### Data extracted from a collection
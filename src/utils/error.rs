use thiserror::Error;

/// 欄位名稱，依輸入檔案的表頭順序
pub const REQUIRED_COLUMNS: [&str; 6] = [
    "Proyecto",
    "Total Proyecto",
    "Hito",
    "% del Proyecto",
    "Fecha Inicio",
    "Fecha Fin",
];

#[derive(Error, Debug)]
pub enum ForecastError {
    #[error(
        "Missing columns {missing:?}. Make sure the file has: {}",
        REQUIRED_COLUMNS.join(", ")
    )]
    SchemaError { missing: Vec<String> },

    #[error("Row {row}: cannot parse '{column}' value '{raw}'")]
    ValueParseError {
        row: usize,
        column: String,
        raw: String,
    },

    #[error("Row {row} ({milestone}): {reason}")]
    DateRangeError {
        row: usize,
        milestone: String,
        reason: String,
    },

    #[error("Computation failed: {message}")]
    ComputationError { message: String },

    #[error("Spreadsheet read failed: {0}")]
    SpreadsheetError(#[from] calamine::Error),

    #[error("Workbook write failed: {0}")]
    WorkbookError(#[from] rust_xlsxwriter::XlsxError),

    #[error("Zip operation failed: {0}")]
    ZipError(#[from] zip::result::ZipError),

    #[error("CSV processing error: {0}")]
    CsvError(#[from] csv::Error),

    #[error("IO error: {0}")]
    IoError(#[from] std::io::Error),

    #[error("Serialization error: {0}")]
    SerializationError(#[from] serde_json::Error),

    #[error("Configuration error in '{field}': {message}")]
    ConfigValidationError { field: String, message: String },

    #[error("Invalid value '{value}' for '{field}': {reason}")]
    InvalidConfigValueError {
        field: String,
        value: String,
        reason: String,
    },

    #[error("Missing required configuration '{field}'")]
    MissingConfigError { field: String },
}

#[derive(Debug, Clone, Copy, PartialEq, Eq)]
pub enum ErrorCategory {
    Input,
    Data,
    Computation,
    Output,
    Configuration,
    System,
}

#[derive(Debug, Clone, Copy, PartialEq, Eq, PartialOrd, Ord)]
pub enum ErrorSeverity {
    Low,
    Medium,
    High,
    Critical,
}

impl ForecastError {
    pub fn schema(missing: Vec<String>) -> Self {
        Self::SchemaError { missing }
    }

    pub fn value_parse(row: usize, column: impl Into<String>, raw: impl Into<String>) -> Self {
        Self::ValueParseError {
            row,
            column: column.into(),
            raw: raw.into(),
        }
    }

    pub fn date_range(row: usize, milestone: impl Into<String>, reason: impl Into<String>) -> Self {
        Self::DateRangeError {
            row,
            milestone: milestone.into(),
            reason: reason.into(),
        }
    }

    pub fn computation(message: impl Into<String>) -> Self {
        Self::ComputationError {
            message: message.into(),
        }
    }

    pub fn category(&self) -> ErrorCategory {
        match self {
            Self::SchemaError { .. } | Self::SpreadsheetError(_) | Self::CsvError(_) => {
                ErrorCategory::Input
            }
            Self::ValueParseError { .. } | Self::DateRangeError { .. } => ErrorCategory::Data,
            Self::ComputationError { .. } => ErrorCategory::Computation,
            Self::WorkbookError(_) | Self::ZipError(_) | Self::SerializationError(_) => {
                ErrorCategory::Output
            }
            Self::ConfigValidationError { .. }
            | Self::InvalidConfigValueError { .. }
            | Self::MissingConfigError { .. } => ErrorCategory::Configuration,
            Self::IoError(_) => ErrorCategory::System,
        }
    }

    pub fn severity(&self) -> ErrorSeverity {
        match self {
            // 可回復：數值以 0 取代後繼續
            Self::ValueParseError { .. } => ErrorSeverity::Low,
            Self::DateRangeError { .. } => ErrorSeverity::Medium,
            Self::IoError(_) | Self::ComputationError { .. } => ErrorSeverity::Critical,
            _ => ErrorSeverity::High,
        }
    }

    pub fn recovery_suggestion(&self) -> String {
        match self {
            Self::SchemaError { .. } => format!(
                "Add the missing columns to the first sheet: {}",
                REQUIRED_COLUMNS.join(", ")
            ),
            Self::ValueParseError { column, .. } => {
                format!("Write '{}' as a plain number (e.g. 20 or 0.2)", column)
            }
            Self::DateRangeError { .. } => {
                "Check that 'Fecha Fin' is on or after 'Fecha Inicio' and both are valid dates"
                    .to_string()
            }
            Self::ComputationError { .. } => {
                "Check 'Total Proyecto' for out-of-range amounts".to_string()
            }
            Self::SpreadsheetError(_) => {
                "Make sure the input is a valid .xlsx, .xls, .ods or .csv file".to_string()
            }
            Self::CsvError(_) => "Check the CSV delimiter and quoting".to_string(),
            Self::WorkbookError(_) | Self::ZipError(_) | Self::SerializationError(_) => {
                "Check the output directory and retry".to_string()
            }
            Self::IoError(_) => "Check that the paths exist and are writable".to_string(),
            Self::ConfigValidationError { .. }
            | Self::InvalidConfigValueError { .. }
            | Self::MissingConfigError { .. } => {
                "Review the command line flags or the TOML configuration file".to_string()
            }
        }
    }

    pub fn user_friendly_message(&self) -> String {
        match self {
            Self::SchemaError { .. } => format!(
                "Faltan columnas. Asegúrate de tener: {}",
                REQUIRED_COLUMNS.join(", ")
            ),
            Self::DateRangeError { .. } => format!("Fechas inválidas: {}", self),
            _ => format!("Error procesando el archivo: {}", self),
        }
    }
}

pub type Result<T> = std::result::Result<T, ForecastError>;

### What is needed
From the entries above, collect every line with the string "Debug" in it.

### Result of the task
#[derive(Error, Debug)]
#[derive(Debug, Clone, Copy, PartialEq, Eq)]
#[derive(Debug, Clone, Copy, PartialEq, Eq, PartialOrd, Ord)]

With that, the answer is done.